ESC/P, short for Epson Standard Code for Printers and sometimes styled Escape/P, is a printer control language developed by Epson to control computer printers. It was mainly used in dot matrix printers and some inkjet printers, and is still widely used in many receipt thermal printers. During the era of dot matrix printers, it was also used by other manufacturers (e.g., NEC), sometimes in modified form. At the time, it was a popular mechanism to add formatting to printed text, and was widely supported in software.

Derivation
ESC/P derives its name from the start of the escape sequences used, which start with the escape character ESC (ASCII code 27). As an example, ESC E will switch to printing in bold font, while ESC F switches off bold printing.
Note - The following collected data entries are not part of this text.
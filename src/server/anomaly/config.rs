use anyhow::{bail, Result};
use serde::{Deserialize, Serialize};

use crate::config::{CommonConfig, PathSet};

/// Thresholds and denylists of the anomaly detector.
#[derive(Debug, Deserialize, Serialize, Clone)]
pub struct AnomalyConfig {
    /// Largest page size a non-admin caller may request before the request is
    /// flagged as potential scraping. Default: 100.
    #[serde(default = "AnomalyConfig::default_max_page_size")]
    pub max_page_size: u64,

    /// SQL fragments searched for in the decoded query string, compared
    /// case-insensitively.
    #[serde(default = "AnomalyConfig::default_sql_denylist")]
    pub sql_denylist: Vec<String>,

    /// NoSQL operator keys searched for in the request body.
    #[serde(default = "AnomalyConfig::default_nosql_operators")]
    pub nosql_operators: Vec<String>,

    /// Path segments reserved for admin callers.
    #[serde(default = "AnomalyConfig::default_admin_segments")]
    pub admin_segments: Vec<String>,

    /// Log cross-user `users/<id>` access. Never blocks.
    #[serde(default = "AnomalyConfig::default_enumeration_detection")]
    pub enumeration_detection: bool,
}

impl CommonConfig for AnomalyConfig {
    fn default() -> Self {
        Self {
            max_page_size: Self::default_max_page_size(),
            sql_denylist: Self::default_sql_denylist(),
            nosql_operators: Self::default_nosql_operators(),
            admin_segments: Self::default_admin_segments(),
            enumeration_detection: Self::default_enumeration_detection(),
        }
    }

    fn complete(&mut self, _ps: &PathSet) -> Result<()> {
        if self.max_page_size == 0 {
            bail!("max_page_size should not be 0");
        }

        for list in [
            &mut self.sql_denylist,
            &mut self.nosql_operators,
            &mut self.admin_segments,
        ] {
            list.retain(|s| !s.trim().is_empty());
            for s in list.iter_mut() {
                *s = s.to_lowercase();
            }
        }

        Ok(())
    }
}

impl AnomalyConfig {
    pub fn default_max_page_size() -> u64 {
        100
    }

    pub fn default_sql_denylist() -> Vec<String> {
        [
            "' or '1'='1",
            "' or 1=1",
            "union select",
            "drop table",
            "insert into",
            "delete from",
            "exec(",
            "xp_cmdshell",
            "--",
            "/*",
        ]
        .into_iter()
        .map(String::from)
        .collect()
    }

    pub fn default_nosql_operators() -> Vec<String> {
        ["$where", "$regex", "$ne", "$gt", "$lt", "$in", "$nin", "$or"]
            .into_iter()
            .map(String::from)
            .collect()
    }

    pub fn default_admin_segments() -> Vec<String> {
        vec![String::from("admin")]
    }

    pub fn default_enumeration_detection() -> bool {
        true
    }
}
The ESC/P control codes are sometimes also referred to as Epson LQ codes, as they were made popular by the Epson LQ series of dot matrix printers, even though ESC/P was introduced long before LQ printers.

Variants
There are several variants of ESC/P, as not all printers implement all commands.
 ESC/P J84 adds special support for Japanese computers.
 ESC/P2 is a more recent variant of ESC/P by Epson. ESC/P2 is backward compatible with ESC/P, but adds commands for new printer features such as scalable fonts and enhanced graphics printing.
 ESC/P-R is a variant now used by Epson on many inkjet printers.
 ESC/POS is a variant for controlling receipt printers as commonly used at the point of sale (POS).
 ESC/P-K adds special support for Chinese computers.

Current printers
As of 2014, few modern/office/consumer non-Epson printers use ESC/P; instead most are driven through a standardized page description language, usually PCL or PostScript, or they use proprietary protocols such as Hardware Code Pages.

Note many current clone thermal receipt printers still continue to use the ESC/POS command set.

All current Epson impact printers still support ESC/P
, all current Epson receipt/thermal printers support ESC/POS and some Epson Stylus inkjets still seem to be using some variant of ESC/P. See the Gutenprint (Gimp Print) project for source code examples.

See also
 Hardware code page
 Printer driver
 CUPS Apple MacOS/Linux printing subsystem

References

External links 
 Epson ESC/P Reference Manual: Dec 1997, 2002 Addendum, June 2004
 Epson Developer Site
 List of Epson FX printer codes
 Gutenprint CVSweb view of printers.xml
 The Developer's Guide to Gutenprint, Chapter 5: ESC/P2
 Source of Epson P-R driver for Linux
 Epson ESC/P2 scalable fonts print sample (300dpi scan)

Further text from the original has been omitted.